**TASK TO COMPLETE**
The lines to be copied are those below that contain "ClientService".

**SUPPLIED DATA**
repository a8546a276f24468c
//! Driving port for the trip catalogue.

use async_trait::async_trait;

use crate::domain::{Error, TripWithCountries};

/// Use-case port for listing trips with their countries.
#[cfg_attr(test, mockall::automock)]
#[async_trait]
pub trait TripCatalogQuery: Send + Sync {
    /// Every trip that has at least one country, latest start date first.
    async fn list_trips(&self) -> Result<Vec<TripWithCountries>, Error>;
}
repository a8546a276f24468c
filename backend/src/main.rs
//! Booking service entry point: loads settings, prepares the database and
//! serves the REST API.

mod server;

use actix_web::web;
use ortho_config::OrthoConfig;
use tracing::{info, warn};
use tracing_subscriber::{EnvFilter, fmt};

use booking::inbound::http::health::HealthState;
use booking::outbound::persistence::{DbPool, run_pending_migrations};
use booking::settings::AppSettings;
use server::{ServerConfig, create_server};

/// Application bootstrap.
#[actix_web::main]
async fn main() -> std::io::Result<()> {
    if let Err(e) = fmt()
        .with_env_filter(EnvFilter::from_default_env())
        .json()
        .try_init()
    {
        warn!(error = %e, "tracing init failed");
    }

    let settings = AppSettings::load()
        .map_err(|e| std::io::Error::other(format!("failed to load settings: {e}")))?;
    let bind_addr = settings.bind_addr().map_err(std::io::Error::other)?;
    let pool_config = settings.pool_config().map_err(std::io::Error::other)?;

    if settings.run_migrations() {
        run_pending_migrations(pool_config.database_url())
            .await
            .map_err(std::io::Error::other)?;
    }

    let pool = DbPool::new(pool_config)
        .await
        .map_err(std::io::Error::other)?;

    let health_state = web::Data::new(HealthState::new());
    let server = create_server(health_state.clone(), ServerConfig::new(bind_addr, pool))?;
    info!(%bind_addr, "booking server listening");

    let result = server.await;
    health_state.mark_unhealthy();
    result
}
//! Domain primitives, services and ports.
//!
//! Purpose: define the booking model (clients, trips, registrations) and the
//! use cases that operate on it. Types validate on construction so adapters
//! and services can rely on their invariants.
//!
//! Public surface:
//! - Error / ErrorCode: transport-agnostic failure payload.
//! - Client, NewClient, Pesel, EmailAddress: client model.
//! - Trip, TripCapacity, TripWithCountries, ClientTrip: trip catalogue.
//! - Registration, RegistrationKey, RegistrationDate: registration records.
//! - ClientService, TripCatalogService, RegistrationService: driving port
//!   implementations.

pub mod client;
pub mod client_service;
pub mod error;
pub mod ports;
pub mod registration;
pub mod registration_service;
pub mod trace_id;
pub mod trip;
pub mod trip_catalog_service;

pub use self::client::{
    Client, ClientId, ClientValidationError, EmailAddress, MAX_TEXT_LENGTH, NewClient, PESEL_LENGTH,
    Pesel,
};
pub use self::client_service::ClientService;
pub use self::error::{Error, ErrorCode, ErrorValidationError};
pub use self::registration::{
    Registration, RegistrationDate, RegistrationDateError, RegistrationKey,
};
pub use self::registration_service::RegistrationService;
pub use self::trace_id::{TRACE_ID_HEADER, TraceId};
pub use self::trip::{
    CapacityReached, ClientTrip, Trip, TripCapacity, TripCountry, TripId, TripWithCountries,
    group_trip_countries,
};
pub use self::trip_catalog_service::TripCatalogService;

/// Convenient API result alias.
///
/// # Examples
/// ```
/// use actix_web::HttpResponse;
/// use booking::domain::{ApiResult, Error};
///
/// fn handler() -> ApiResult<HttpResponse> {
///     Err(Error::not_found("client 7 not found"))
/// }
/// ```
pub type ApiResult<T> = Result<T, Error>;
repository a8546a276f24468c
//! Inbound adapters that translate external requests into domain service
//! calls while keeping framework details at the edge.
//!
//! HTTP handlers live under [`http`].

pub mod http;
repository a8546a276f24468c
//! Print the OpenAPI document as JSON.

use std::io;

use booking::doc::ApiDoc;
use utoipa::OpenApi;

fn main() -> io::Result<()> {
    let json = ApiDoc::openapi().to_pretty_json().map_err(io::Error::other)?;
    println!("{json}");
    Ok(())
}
* * *
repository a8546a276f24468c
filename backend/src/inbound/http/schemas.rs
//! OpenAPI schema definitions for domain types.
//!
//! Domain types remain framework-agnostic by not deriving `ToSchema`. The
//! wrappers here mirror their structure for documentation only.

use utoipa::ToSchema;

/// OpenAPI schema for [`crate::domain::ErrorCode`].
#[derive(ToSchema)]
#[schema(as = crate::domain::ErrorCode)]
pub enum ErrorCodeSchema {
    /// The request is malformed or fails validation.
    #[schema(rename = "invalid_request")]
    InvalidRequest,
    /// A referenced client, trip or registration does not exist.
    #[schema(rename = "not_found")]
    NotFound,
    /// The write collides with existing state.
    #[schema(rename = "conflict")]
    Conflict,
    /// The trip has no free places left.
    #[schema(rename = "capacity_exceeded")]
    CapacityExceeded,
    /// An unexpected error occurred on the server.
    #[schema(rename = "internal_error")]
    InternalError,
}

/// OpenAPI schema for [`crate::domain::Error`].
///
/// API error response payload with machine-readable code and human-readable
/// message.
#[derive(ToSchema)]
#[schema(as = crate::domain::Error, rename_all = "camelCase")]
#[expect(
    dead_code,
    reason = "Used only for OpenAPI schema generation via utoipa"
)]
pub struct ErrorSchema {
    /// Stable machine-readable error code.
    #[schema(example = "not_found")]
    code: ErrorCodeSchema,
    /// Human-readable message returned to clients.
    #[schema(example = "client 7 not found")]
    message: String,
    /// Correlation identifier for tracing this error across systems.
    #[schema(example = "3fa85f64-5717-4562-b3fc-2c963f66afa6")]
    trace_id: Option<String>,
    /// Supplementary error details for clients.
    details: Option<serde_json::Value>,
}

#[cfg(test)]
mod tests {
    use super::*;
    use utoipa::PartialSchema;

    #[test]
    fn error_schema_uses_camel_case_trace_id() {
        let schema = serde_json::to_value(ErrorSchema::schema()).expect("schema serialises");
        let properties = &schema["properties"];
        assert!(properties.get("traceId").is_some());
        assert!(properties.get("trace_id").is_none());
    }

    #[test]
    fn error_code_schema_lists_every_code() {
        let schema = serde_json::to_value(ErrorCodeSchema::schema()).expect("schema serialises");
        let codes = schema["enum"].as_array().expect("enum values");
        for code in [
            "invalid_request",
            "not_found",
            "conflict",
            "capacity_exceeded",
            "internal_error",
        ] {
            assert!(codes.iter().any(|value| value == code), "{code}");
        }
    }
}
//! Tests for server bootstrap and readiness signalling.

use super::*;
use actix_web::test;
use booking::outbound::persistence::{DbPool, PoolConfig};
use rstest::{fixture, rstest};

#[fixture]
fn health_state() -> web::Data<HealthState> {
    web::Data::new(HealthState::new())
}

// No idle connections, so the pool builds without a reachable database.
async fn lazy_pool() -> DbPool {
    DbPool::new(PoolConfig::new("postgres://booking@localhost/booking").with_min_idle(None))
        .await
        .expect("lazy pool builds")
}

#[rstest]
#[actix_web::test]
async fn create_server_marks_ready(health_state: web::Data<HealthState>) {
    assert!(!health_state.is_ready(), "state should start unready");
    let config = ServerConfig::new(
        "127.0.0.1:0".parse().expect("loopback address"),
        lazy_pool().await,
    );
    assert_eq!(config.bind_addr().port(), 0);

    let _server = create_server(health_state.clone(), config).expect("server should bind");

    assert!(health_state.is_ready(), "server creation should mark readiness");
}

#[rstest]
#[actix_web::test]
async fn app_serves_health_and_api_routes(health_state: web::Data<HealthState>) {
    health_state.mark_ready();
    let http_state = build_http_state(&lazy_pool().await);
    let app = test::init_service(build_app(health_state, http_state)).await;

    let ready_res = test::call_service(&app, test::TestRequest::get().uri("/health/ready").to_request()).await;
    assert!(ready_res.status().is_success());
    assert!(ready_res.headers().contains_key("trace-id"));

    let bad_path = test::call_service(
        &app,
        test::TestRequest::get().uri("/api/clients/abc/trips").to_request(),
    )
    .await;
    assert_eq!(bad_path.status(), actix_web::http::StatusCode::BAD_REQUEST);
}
* * *
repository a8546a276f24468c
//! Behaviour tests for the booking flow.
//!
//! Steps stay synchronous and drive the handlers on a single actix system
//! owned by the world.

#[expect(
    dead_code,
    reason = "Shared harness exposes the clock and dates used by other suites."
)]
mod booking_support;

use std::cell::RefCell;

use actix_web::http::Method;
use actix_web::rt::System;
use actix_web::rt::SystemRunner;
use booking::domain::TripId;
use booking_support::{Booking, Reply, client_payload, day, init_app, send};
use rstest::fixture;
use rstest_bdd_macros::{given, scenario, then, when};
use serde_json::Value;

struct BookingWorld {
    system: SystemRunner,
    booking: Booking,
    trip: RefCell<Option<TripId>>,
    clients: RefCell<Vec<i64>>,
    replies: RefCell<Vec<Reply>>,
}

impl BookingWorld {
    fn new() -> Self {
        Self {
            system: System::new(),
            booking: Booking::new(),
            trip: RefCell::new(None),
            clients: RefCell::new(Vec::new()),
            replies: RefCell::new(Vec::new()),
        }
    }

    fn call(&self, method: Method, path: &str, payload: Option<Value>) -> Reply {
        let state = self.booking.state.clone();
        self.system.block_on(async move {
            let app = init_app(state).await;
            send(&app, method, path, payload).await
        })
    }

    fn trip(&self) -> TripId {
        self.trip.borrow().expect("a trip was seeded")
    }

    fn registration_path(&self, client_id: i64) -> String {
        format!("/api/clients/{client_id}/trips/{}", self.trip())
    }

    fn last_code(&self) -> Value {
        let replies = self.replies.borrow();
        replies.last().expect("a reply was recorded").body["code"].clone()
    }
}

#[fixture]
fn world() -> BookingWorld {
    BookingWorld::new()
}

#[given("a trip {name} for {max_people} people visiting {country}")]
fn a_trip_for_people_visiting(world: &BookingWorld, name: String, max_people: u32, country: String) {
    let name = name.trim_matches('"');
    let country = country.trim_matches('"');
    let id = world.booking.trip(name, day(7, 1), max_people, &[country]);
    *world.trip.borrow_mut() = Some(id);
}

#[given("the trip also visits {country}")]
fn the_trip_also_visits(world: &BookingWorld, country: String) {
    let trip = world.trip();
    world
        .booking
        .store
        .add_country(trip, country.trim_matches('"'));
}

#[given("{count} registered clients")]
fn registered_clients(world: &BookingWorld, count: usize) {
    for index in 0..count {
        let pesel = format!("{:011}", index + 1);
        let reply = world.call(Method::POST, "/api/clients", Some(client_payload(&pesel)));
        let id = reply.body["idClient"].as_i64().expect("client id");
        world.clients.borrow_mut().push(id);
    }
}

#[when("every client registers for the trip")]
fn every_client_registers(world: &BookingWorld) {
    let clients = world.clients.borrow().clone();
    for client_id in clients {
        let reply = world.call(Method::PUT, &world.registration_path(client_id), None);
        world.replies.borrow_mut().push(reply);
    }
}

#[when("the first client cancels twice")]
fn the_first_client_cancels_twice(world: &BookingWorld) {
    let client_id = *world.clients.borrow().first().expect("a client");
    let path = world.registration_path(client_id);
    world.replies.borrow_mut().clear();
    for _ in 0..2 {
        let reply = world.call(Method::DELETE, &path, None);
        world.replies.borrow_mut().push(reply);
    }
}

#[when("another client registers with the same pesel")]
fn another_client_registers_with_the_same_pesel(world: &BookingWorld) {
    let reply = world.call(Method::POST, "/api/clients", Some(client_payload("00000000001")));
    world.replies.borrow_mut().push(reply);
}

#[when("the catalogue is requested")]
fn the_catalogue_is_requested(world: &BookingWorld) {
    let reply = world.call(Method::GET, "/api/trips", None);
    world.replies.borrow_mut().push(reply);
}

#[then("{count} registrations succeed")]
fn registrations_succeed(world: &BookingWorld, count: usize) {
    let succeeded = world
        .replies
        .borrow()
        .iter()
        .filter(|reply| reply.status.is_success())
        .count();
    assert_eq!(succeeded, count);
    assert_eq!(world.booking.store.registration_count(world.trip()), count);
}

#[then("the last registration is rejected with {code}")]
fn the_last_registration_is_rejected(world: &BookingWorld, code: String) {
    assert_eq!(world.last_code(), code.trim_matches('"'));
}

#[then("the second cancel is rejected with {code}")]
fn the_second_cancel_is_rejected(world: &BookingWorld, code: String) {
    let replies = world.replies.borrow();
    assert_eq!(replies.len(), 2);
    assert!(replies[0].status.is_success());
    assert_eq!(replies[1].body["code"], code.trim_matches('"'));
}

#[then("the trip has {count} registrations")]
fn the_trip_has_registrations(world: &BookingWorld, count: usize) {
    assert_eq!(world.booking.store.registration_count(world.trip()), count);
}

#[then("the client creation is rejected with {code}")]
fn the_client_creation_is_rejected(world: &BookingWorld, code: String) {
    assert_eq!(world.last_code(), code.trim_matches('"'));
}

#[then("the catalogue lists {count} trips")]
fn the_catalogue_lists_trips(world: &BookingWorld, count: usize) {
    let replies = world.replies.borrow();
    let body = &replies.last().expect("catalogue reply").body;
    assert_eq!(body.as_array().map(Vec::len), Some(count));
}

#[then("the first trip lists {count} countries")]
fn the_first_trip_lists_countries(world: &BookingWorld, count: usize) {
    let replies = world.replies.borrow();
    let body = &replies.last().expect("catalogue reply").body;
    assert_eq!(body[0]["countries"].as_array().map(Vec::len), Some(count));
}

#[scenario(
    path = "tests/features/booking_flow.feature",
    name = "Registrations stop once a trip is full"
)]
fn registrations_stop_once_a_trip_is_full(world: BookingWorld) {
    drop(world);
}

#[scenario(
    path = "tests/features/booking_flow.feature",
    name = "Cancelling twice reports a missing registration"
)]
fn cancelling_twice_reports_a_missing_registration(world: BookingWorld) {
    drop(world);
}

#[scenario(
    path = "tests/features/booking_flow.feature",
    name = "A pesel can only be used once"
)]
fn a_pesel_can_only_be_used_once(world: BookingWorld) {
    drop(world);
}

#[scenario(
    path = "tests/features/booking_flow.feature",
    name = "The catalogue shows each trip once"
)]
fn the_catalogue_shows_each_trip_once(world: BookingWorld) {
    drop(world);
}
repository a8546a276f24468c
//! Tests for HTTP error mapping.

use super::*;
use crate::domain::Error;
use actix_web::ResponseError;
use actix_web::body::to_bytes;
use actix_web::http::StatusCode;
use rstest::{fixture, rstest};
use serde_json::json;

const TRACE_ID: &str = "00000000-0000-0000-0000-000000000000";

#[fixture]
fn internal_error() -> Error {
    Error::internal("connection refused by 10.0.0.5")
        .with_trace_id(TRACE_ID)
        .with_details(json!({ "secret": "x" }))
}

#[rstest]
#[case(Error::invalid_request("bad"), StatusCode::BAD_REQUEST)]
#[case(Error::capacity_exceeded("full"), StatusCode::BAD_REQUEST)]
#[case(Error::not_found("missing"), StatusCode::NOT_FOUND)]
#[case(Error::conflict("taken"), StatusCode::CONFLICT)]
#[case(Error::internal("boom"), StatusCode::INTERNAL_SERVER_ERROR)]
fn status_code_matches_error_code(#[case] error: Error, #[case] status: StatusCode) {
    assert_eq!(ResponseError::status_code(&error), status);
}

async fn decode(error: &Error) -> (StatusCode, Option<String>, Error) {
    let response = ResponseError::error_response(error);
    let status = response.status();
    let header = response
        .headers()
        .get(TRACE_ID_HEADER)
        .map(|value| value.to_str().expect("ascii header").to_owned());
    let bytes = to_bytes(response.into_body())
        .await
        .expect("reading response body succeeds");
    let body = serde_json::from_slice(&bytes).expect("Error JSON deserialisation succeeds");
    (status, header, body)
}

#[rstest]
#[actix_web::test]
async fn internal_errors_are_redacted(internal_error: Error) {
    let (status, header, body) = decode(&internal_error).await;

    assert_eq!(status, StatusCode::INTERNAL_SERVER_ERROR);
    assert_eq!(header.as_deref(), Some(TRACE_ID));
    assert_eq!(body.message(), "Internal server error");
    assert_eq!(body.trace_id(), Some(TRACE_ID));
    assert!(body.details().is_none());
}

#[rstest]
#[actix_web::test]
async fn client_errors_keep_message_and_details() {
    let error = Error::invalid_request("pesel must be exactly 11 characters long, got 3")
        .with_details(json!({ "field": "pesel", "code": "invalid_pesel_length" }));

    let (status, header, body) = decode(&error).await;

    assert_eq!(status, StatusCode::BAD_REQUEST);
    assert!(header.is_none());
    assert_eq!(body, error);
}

**TASK RESULT**
//! - ClientService, TripCatalogService, RegistrationService: driving port
pub use self::client_service::ClientService;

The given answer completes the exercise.